Has not been able to sleep, due to a poem which he has in his mind ("Fyn og Schweiz" (Funen and Switzerland); it is also a poem about the extremes in his life and about death). Dictates it to Mrs Melchior. The poem is published post-humously in December in Karl Schmidt's Julebog 1875 (Christmas Book 1875) (Odense).

July

During this period of severe illness, HCA lies dictating sporadic memories of "loose" women and of women who had made themselves available to him. Amongst the comments he dictates to the diary are sentences such as;

"Often so little strength while dying that through our smallest nerve it is entirely ebbing out. It leads to a clarity, which also gives light" (23rd July).
"Every 6th breaking wave from the sea is to be smaller, yet a breaker all the same, and so it is with thought"
(24th July).

HCA is not at all coherent in the last few weeks of his life, and often not conscious.

4 August 1875

HCA dies at five minutes past eleven. The cause of death is registered as cancer of the liver.
The magazine-illustrator Knud Gamborg draws HCA on his deathbed. This drawing is used to produce a highly embellished and idealised woodcut, which is printed in Illustreret Tidende. The drawing shows the deceased HCA alone, while the woodcut shows the dying HCA surrounded by the Melchior family.

11 August

The funeral service for HCA is held at Copenhagen's cathedral "Vor Frue Kirke", (The Church of Our Lady). The king and crown prince are present. Speeches are made by Archdeacon C. Rothe and Bishop C.T. Engelstoft from Odense. HCA's own song, "Som Bladet, der fra Træet falder" (Like The Leaf, Falling From The Tree) is sung, and at the end; "Sov du trætte Barn, sov sødt,/aldrig ængstet mer og saaret" (Sleep, weary child, sleep tight/never again frightened and wounded), written by Carl Ploug for the occasion.
HCA was buried at the cemetery "Assistens Kirkegård" in a plot which Edvard Collin had picked out for HCA, himself and his wife Henriette. HCA was therefore buried in the western portion of the plot and the monument was erected there. Edvard dies in 1886 and Henriette 1894, but their headstone is later (1914) moved to the Collins' family burial plot at Frederiksberg cemetery, as a controversy had developed in the newspapers about the Collins' treatment of HCA. Edvard and Henriette did however remain where they were buried.
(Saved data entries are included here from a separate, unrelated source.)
//! RFM customer segmentation.

use std::collections::{BTreeMap, BTreeSet};

use chrono::{Days, NaiveDateTime};
use log::info;
use ndarray::Array2;

use super::{parse_dates, round2, Output};
use crate::config::DashboardConfig;
use crate::data::model::{Table, Value};
use crate::error::{PipelineError, Result};
use crate::model::clustering::{segment, Segmentation};

/// Tier names by ascending mean Monetary.
pub const RFM_TIERS: [&str; 4] = ["Budget Shopper", "Low Value", "Mid Value", "High Value"];

pub const OUTPUT_COLUMNS: [&str; 6] = [
    "CustomerID",
    "Recency",
    "Frequency",
    "Monetary",
    "Cluster",
    "Segment",
];

/// Recency / Frequency / Monetary per customer, in ascending customer order.
#[derive(Debug, Clone, PartialEq)]
pub struct Rfm {
    pub customers: Vec<Value>,
    pub recency: Vec<i64>,
    pub frequency: Vec<usize>,
    pub monetary: Vec<f64>,
}

impl Rfm {
    pub fn len(&self) -> usize {
        self.customers.len()
    }

    pub fn is_empty(&self) -> bool {
        self.customers.is_empty()
    }

    fn features(&self) -> Array2<f64> {
        Array2::from_shape_fn((self.len(), 3), |(r, c)| match c {
            0 => self.recency[r] as f64,
            1 => self.frequency[r] as f64,
            _ => self.monetary[r],
        })
    }
}

#[derive(Default)]
struct Customer {
    last: Option<NaiveDateTime>,
    invoices: BTreeSet<String>,
    monetary: f64,
}

/// Aggregate transactions per `CustomerID`.
///
/// Snapshot is the latest invoice date plus one day; rows without a date or
/// customer are ignored.
pub fn compute_rfm(transactions: &Table) -> Result<Rfm> {
    for col in ["CustomerID", "InvoiceNo", "InvoiceDate", "Quantity", "UnitPrice"] {
        if !transactions.has_column(col) {
            return Err(PipelineError::model_fit("rfm", format!("missing column {col}")));
        }
    }

    let mut customers: BTreeMap<Value, Customer> = BTreeMap::new();
    for r in 0..transactions.len() {
        let cell = |c: &str| transactions.get(r, c).cloned().unwrap_or(Value::Null);
        let (id, date) = (cell("CustomerID"), cell("InvoiceDate").as_date());
        let Some(date) = date.filter(|_| !id.is_missing()) else {
            continue;
        };
        let amount = match (cell("Quantity").as_f64(), cell("UnitPrice").as_f64()) {
            (Some(q), Some(p)) => q * p,
            _ => 0.0,
        };

        let entry = customers.entry(id).or_default();
        entry.last = entry.last.max(Some(date));
        if !cell("InvoiceNo").is_missing() {
            entry.invoices.insert(cell("InvoiceNo").to_string());
        }
        entry.monetary += amount;
    }

    let latest = customers.values().filter_map(|c| c.last).max().ok_or_else(|| {
        PipelineError::model_fit("rfm", "no transactions with a customer and a date")
    })?;
    let snapshot = latest
        .checked_add_days(Days::new(1))
        .ok_or_else(|| PipelineError::model_fit("rfm", "snapshot date out of range"))?;

    let mut rfm = Rfm {
        customers: Vec::with_capacity(customers.len()),
        recency: Vec::with_capacity(customers.len()),
        frequency: Vec::with_capacity(customers.len()),
        monetary: Vec::with_capacity(customers.len()),
    };
    for (id, c) in customers {
        let last = c.last.unwrap_or(latest);
        rfm.customers.push(id);
        rfm.recency.push((snapshot - last).num_days());
        rfm.frequency.push(c.invoices.len());
        rfm.monetary.push(c.monetary);
    }
    info!("rfm: {} customers, snapshot {}", rfm.len(), snapshot.date());
    Ok(rfm)
}

/// Cluster RFM rows and name them by ascending Monetary.
pub fn segment_customers(rfm: &Rfm, config: &DashboardConfig) -> Result<Segmentation> {
    segment(
        &rfm.features(),
        &rfm.monetary,
        &RFM_TIERS,
        config.kmeans(config.rfm_clusters),
    )
}

fn segments_table(rfm: &Rfm, seg: &Segmentation) -> Table {
    let mut table = Table::new(OUTPUT_COLUMNS.iter().map(|c| c.to_string()).collect());
    for (i, tier) in seg.row_tiers().into_iter().enumerate() {
        table.push_row(vec![
            rfm.customers[i].clone(),
            Value::Int(rfm.recency[i]),
            Value::Int(rfm.frequency[i] as i64),
            Value::Float(rfm.monetary[i]),
            Value::Int(seg.labels[i] as i64),
            Value::Str(tier.to_string()),
        ]);
    }
    table
}

/// Mean Recency / Frequency / Monetary per segment, rounded to 2 decimals,
/// segments in name order.
pub fn segment_summary(segments: &Table) -> Table {
    let metrics = ["Recency", "Frequency", "Monetary"];
    let mut groups: BTreeMap<String, (Vec<f64>, usize)> = BTreeMap::new();
    for r in 0..segments.len() {
        let Some(name) = segments.get(r, "Segment") else {
            continue;
        };
        let entry = groups
            .entry(name.to_string())
            .or_insert_with(|| (vec![0.0; metrics.len()], 0));
        for (m, metric) in metrics.iter().enumerate() {
            entry.0[m] += segments.get(r, metric).and_then(Value::as_f64).unwrap_or(0.0);
        }
        entry.1 += 1;
    }

    let mut summary = Table::new(
        std::iter::once("Segment")
            .chain(metrics)
            .map(String::from)
            .collect(),
    );
    for (name, (sums, n)) in groups {
        let mut row = vec![Value::Str(name)];
        row.extend(sums.iter().map(|s| Value::Float(round2(s / n as f64))));
        summary.push_row(row);
    }
    summary
}

/// `"High Value"` -> `"high_value"`
pub fn snake_case(segment: &str) -> String {
    segment.replace(' ', "_").to_lowercase()
}

/// `customer_segments.csv`, `segment_summary.csv`, and one
/// `<segment>_customers.csv` per populated segment under `outputs_dir`.
pub fn run(retail: Table, config: &DashboardConfig) -> Result<Vec<Output>> {
    let retail = parse_dates(retail, "InvoiceDate");
    let rfm = compute_rfm(&retail)?;
    let seg = segment_customers(&rfm, config)?;
    info!(
        "segmentation: cluster sizes {:?}, inertia {:.3}",
        seg.cluster_sizes(),
        seg.inertia
    );

    let segments = segments_table(&rfm, &seg);
    let mut outputs = vec![
        Output::new(config.processed_path("segment_summary.csv"), segment_summary(&segments)),
    ];
    for (label, tier) in seg.tier_names.iter().enumerate() {
        let rows: Vec<usize> = (0..seg.labels.len()).filter(|&i| seg.labels[i] == label).collect();
        if rows.is_empty() {
            continue;
        }
        let path = config.output_path(&format!("{}_customers.csv", snake_case(tier)));
        outputs.push(Output::new(path, segments.take_rows(&rows)));
    }
    outputs.insert(0, Output::new(config.processed_path("customer_segments.csv"), segments));
    Ok(outputs)
}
But after their headstone had been moved, the plot at Assistens cemetery was changed so that HCA's monument was placed in the middle.
The stone is inscribed with the last 4 lines of HCA's poem "Oldingen" (The Old Man) from 1874:

The soul which God in his image created,
Is incorruptible, can not be lost.
Our life on earth is the seed of eternity,
Our body dies, but the soul can not die!